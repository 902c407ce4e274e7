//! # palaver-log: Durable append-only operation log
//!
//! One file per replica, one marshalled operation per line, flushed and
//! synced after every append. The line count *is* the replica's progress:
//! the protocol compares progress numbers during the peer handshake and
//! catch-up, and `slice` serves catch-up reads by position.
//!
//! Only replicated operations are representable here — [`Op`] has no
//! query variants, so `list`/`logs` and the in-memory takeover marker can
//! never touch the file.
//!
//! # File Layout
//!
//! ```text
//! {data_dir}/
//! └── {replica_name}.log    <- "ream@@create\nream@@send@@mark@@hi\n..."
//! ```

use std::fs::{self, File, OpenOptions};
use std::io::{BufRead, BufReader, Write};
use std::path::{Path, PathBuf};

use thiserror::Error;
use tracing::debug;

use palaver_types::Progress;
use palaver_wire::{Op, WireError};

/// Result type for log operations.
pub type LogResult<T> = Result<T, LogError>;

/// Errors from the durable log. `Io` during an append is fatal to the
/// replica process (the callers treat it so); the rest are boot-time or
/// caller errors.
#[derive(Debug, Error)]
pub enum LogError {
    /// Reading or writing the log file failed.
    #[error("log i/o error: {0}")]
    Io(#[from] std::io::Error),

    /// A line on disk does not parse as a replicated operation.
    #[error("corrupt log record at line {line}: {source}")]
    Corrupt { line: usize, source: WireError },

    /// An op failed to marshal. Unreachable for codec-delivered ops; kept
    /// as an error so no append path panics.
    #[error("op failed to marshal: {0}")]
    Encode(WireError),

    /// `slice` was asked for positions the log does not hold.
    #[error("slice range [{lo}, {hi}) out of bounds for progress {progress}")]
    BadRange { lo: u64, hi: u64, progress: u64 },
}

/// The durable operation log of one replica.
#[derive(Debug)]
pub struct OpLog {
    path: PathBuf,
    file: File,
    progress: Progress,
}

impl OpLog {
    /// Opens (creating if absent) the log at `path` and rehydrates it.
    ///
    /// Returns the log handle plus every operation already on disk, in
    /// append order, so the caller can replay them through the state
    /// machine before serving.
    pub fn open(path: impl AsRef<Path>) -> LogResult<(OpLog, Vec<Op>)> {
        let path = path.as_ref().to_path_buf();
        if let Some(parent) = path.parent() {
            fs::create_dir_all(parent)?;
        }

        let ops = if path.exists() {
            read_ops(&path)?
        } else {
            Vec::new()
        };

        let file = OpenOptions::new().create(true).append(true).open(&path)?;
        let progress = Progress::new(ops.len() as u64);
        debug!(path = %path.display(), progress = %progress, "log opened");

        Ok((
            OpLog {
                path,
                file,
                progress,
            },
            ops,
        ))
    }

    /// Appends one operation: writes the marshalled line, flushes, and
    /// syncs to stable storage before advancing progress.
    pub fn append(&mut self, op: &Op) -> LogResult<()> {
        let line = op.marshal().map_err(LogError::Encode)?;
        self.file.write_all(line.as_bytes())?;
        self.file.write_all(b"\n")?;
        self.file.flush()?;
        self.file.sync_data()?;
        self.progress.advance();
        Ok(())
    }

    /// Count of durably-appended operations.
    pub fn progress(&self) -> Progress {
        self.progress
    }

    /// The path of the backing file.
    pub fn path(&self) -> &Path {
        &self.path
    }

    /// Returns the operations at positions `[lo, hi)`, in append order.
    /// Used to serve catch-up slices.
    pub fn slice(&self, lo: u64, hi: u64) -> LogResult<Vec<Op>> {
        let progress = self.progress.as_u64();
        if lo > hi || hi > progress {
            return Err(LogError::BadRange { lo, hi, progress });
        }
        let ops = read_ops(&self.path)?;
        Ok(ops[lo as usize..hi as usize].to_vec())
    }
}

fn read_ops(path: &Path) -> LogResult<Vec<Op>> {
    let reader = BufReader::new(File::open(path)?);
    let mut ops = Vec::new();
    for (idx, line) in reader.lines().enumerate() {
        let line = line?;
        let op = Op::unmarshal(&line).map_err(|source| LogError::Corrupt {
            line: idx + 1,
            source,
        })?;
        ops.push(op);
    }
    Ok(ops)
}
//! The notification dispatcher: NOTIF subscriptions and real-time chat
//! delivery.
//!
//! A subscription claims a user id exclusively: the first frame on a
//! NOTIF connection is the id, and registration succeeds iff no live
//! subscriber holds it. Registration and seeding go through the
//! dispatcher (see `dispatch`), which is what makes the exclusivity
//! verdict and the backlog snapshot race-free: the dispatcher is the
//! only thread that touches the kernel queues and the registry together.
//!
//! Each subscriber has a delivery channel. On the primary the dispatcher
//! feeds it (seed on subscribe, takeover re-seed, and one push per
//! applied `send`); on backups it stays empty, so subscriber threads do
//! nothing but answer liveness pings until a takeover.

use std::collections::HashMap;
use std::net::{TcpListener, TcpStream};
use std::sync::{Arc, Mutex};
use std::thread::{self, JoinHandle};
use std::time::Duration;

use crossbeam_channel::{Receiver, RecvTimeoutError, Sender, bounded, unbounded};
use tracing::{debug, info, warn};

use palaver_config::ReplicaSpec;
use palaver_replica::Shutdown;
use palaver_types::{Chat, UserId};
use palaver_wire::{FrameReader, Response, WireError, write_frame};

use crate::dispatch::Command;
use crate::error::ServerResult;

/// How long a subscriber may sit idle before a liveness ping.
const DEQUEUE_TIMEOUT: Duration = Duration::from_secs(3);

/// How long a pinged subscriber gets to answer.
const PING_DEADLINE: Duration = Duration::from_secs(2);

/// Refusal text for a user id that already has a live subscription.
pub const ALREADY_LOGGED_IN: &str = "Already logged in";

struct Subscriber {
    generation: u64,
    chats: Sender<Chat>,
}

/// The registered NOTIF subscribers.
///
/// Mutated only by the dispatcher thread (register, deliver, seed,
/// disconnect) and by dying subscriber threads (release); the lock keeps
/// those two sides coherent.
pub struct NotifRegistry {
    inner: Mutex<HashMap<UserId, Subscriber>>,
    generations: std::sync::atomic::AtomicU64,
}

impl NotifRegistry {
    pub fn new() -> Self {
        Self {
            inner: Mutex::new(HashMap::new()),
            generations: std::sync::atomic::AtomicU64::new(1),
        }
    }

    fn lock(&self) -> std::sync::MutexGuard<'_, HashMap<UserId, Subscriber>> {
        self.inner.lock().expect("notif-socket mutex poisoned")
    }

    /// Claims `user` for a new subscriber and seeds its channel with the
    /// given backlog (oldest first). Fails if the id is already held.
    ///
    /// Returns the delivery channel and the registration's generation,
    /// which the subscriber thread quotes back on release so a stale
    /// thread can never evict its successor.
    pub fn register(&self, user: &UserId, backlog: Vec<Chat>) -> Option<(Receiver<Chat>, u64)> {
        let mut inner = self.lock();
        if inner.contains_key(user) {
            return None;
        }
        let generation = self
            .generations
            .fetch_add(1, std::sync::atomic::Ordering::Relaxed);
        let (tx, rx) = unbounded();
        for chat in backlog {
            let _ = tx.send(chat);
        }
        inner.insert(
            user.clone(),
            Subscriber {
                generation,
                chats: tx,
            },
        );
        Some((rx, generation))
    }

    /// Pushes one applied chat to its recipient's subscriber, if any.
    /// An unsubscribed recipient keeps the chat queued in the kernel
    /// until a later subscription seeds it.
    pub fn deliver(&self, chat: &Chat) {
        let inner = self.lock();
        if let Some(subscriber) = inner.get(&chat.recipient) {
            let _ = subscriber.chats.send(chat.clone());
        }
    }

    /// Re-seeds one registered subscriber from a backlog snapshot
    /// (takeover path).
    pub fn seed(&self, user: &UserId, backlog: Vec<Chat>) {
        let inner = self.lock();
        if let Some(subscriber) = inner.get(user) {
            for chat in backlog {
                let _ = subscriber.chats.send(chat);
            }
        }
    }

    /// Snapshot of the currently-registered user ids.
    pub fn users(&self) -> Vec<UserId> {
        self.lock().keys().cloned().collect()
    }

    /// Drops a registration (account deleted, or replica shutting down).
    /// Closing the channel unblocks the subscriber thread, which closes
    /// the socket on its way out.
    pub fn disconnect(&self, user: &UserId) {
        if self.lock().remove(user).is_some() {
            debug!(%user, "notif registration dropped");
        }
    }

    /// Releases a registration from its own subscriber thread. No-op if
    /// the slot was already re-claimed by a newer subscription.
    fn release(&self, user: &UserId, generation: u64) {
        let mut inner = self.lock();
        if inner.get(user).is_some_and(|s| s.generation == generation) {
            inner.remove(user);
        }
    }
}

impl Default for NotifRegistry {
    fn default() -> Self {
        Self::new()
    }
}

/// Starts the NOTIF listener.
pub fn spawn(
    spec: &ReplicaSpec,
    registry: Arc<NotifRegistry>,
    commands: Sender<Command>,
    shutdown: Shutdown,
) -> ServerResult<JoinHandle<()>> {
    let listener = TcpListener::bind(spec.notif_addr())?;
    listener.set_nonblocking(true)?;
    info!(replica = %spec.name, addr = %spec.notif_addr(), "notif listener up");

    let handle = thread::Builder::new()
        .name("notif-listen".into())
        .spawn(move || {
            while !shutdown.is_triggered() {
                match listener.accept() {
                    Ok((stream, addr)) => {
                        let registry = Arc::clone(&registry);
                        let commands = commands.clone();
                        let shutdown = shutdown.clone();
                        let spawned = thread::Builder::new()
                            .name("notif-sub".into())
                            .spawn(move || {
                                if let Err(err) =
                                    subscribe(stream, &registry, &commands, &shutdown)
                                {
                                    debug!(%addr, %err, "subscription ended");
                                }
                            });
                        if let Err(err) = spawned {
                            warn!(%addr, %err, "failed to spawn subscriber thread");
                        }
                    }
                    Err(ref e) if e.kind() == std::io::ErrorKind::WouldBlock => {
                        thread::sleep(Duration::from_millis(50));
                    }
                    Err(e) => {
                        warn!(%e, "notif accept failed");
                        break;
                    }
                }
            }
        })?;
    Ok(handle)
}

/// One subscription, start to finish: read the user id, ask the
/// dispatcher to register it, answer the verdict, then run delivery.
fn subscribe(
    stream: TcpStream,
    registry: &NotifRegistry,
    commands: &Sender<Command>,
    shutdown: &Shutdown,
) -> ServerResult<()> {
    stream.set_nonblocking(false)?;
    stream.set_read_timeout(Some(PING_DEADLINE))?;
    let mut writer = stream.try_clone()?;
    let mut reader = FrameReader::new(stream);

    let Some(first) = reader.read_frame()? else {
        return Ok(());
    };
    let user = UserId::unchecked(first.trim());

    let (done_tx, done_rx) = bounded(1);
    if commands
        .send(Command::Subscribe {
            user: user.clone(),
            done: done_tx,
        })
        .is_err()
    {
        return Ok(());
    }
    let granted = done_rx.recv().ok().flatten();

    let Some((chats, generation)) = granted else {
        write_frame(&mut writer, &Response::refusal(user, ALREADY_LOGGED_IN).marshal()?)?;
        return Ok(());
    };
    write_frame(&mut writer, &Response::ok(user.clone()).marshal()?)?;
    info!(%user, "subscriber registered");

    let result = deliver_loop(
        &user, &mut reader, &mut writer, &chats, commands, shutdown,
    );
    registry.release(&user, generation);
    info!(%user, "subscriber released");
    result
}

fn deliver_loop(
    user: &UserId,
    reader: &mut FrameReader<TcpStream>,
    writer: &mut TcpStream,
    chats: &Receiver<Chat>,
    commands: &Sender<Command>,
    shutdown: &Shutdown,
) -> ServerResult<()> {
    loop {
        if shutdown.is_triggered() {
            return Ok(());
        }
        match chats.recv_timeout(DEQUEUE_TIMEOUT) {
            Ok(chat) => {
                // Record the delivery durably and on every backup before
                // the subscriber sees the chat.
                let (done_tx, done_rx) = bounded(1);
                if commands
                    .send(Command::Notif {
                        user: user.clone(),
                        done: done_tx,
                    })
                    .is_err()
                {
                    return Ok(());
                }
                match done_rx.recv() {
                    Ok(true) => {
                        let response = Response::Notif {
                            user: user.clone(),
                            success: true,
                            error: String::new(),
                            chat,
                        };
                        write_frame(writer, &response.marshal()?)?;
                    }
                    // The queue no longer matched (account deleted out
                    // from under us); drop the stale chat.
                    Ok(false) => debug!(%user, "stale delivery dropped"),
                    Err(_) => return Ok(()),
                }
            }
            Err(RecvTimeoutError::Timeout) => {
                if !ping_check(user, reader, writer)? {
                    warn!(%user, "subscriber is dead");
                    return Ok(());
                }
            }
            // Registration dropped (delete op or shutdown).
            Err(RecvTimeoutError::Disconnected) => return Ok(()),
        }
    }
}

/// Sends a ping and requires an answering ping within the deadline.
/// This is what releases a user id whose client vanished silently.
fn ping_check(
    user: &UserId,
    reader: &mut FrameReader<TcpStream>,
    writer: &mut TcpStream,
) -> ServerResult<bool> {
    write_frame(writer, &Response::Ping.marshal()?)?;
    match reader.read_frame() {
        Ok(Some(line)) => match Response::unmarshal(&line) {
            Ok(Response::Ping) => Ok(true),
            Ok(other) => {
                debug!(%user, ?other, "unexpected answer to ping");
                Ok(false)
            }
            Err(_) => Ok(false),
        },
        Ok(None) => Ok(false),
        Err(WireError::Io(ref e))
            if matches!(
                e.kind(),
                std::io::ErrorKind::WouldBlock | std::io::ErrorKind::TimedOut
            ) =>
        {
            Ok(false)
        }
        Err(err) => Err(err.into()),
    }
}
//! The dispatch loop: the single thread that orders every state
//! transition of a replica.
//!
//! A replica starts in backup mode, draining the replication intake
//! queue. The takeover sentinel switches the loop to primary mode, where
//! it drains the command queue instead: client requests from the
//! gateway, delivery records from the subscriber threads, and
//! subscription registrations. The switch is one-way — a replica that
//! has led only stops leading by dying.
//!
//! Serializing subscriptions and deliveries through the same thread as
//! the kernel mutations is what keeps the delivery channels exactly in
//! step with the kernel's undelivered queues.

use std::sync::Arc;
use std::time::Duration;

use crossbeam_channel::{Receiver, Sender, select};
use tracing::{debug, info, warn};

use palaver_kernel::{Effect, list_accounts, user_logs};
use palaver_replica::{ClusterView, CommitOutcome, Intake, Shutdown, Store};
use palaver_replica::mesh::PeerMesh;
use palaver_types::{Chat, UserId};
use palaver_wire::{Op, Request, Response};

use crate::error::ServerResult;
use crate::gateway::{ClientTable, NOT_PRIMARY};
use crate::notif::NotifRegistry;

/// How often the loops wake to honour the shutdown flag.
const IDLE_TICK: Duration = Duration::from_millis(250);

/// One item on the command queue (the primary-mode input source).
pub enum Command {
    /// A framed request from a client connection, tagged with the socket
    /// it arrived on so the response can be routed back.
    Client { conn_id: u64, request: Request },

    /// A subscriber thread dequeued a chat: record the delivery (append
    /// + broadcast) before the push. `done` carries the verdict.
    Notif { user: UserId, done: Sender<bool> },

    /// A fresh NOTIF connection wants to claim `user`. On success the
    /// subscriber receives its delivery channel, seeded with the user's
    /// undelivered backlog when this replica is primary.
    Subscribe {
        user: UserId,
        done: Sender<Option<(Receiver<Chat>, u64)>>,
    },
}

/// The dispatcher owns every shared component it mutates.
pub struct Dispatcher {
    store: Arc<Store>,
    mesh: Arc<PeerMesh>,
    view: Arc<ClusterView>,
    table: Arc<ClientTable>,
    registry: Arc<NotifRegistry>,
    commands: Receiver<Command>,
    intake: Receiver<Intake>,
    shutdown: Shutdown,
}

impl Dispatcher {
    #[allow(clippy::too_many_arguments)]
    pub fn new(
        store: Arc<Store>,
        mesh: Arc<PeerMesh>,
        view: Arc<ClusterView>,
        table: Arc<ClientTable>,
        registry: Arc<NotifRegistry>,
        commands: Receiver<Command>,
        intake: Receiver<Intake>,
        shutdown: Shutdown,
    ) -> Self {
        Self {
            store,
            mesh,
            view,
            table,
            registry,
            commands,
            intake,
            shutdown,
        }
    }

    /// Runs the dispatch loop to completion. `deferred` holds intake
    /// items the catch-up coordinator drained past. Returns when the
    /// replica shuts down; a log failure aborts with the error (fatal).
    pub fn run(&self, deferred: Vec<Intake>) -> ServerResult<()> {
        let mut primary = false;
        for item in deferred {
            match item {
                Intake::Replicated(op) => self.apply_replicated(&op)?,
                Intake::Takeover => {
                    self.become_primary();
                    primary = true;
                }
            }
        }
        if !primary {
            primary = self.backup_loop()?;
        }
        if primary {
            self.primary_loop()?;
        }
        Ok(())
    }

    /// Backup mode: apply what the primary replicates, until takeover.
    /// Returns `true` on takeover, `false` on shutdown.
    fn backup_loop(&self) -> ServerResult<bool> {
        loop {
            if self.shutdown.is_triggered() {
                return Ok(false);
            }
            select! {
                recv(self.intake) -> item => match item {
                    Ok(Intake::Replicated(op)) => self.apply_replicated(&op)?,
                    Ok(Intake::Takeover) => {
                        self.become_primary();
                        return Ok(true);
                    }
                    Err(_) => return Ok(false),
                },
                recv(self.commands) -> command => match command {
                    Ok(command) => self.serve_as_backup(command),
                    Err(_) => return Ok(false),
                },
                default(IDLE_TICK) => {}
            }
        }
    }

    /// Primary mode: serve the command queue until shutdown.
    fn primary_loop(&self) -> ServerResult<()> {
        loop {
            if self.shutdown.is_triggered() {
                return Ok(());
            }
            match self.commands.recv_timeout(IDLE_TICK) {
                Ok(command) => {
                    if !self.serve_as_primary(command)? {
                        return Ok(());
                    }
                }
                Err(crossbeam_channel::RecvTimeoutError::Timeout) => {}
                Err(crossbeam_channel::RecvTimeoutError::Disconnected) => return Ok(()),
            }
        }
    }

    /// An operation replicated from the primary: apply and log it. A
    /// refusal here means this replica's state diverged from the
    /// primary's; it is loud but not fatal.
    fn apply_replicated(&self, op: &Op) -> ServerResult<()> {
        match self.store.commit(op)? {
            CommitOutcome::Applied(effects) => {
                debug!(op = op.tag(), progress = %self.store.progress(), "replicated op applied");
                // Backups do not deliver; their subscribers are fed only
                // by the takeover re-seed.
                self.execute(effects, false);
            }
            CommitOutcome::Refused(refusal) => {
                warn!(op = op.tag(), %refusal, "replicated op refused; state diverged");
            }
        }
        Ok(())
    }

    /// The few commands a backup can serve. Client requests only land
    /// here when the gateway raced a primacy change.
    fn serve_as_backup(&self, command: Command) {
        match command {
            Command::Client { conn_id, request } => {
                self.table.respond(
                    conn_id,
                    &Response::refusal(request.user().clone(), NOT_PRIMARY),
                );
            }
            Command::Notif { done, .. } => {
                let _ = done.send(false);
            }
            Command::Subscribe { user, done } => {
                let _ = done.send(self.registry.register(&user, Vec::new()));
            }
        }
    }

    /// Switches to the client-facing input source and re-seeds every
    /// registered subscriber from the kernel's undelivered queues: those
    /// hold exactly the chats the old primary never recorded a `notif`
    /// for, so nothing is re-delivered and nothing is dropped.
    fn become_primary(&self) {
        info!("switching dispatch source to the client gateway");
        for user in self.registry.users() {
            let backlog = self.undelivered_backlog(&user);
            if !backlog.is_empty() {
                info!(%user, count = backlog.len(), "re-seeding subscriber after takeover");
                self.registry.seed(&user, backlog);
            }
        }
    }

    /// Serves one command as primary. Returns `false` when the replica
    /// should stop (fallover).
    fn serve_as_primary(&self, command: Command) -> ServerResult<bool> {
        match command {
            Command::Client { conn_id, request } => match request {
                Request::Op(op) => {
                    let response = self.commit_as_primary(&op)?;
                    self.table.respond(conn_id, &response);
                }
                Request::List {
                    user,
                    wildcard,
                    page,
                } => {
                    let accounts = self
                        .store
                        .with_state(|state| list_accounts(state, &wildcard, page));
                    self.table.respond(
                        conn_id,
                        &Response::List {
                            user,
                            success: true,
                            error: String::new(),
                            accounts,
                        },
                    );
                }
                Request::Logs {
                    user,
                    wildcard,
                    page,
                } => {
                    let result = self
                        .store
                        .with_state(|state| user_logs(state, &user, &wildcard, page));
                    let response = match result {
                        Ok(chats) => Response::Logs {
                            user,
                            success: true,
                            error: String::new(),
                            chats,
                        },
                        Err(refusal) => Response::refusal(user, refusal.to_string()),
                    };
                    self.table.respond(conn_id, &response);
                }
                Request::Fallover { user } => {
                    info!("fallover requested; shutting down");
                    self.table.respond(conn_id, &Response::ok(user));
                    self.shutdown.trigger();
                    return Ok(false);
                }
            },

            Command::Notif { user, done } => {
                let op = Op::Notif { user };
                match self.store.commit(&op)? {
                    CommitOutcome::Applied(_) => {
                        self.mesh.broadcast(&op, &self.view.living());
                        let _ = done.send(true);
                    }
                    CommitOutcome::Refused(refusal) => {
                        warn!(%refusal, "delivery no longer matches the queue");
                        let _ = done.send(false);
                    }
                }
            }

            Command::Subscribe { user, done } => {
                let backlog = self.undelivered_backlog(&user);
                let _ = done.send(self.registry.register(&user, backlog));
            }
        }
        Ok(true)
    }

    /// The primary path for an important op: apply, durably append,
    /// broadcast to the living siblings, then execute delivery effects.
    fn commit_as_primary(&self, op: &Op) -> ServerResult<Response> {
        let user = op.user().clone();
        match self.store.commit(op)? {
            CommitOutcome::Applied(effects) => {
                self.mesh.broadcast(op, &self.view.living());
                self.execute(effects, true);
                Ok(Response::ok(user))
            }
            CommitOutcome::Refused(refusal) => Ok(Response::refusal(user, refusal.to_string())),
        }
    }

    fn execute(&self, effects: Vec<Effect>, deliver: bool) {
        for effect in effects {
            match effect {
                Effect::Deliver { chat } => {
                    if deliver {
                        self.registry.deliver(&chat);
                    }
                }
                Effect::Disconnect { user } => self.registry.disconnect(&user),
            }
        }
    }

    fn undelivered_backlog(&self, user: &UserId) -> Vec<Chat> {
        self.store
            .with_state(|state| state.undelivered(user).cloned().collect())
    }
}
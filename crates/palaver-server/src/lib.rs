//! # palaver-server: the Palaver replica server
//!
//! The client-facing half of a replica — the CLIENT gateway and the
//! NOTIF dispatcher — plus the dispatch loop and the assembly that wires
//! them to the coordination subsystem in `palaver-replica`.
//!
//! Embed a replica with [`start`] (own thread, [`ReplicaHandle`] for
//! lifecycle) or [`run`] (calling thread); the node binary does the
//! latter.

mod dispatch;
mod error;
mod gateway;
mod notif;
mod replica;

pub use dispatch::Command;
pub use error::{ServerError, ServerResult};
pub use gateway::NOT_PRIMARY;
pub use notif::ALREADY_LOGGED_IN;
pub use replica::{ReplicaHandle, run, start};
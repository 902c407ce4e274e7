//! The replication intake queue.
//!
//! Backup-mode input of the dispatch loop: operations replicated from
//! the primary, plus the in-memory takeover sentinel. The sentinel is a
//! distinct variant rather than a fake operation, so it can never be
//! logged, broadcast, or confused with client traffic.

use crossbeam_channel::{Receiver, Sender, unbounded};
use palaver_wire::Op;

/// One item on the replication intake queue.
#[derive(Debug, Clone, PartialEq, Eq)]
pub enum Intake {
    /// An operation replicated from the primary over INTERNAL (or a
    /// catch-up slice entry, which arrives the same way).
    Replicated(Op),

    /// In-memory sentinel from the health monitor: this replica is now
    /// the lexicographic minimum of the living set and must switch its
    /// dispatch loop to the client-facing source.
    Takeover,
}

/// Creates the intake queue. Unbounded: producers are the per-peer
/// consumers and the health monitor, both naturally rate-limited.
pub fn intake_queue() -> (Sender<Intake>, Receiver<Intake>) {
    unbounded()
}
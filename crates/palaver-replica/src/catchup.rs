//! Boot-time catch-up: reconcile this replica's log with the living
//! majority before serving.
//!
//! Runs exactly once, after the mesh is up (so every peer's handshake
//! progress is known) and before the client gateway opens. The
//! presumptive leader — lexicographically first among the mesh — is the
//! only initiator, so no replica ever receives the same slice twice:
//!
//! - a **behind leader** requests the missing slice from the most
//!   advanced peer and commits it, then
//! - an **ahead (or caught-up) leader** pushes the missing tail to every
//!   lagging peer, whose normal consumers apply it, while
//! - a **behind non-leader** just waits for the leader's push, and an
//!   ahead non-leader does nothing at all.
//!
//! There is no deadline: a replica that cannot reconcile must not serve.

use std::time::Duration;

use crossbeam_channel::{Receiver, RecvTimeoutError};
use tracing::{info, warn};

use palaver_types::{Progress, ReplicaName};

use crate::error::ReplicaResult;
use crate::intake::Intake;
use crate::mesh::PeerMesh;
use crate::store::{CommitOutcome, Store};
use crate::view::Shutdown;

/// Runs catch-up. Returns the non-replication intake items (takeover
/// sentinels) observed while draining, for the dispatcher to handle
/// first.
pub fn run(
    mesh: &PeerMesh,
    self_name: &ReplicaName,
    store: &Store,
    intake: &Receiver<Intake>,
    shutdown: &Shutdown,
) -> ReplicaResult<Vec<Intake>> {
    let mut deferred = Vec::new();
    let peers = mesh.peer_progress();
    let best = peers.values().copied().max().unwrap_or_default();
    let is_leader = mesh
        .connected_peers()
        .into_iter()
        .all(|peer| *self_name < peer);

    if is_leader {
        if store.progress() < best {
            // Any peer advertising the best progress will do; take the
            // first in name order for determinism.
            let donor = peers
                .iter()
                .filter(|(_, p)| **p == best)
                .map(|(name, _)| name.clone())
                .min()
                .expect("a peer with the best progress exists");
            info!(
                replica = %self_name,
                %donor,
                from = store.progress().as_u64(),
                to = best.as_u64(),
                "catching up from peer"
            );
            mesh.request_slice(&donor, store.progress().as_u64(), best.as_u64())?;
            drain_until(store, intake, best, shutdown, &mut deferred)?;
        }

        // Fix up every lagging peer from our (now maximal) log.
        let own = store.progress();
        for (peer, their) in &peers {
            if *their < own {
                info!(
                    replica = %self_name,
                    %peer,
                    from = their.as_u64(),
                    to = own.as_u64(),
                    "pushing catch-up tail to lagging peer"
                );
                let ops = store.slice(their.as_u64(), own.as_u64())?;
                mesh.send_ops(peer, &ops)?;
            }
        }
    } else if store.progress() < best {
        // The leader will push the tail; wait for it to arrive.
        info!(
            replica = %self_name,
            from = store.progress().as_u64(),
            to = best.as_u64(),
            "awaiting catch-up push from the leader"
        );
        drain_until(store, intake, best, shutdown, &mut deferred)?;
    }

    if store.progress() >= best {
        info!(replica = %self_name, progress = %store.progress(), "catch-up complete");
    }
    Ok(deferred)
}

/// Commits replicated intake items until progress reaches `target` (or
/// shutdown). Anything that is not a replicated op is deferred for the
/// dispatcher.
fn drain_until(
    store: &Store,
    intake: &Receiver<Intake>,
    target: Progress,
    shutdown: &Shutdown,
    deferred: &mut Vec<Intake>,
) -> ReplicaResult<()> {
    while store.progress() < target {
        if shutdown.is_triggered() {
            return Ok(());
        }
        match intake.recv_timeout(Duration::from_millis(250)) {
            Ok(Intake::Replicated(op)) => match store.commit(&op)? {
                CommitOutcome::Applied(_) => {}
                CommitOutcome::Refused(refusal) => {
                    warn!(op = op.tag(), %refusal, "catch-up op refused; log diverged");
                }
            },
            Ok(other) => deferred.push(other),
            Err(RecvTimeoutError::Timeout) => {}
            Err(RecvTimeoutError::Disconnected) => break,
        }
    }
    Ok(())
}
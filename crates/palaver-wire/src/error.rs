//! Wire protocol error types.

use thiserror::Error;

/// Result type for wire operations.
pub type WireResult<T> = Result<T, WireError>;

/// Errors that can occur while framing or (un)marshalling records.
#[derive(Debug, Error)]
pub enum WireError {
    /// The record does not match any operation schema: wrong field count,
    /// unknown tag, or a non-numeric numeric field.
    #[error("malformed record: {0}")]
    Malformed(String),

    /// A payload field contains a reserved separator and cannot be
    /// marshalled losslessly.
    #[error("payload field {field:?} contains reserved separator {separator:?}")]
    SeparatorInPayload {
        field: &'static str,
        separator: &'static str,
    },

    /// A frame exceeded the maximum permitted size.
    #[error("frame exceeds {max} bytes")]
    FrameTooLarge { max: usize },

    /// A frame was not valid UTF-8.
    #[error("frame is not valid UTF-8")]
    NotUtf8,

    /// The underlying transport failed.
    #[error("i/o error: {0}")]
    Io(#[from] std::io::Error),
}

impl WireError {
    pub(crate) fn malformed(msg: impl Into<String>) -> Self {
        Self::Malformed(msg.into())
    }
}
__________
→ **Task description**
Nothing but the lines from the one holding "is not valid" to the end of the entries should be returned, each exactly as it stands.

→ **Answer section**
    #[error("frame is not valid UTF-8")]
    NotUtf8,

    /// The underlying transport failed.
    #[error("i/o error: {0}")]
    Io(#[from] std::io::Error),
}

impl WireError {
    pub(crate) fn malformed(msg: impl Into<String>) -> Self {
        Self::Malformed(msg.into())
    }
}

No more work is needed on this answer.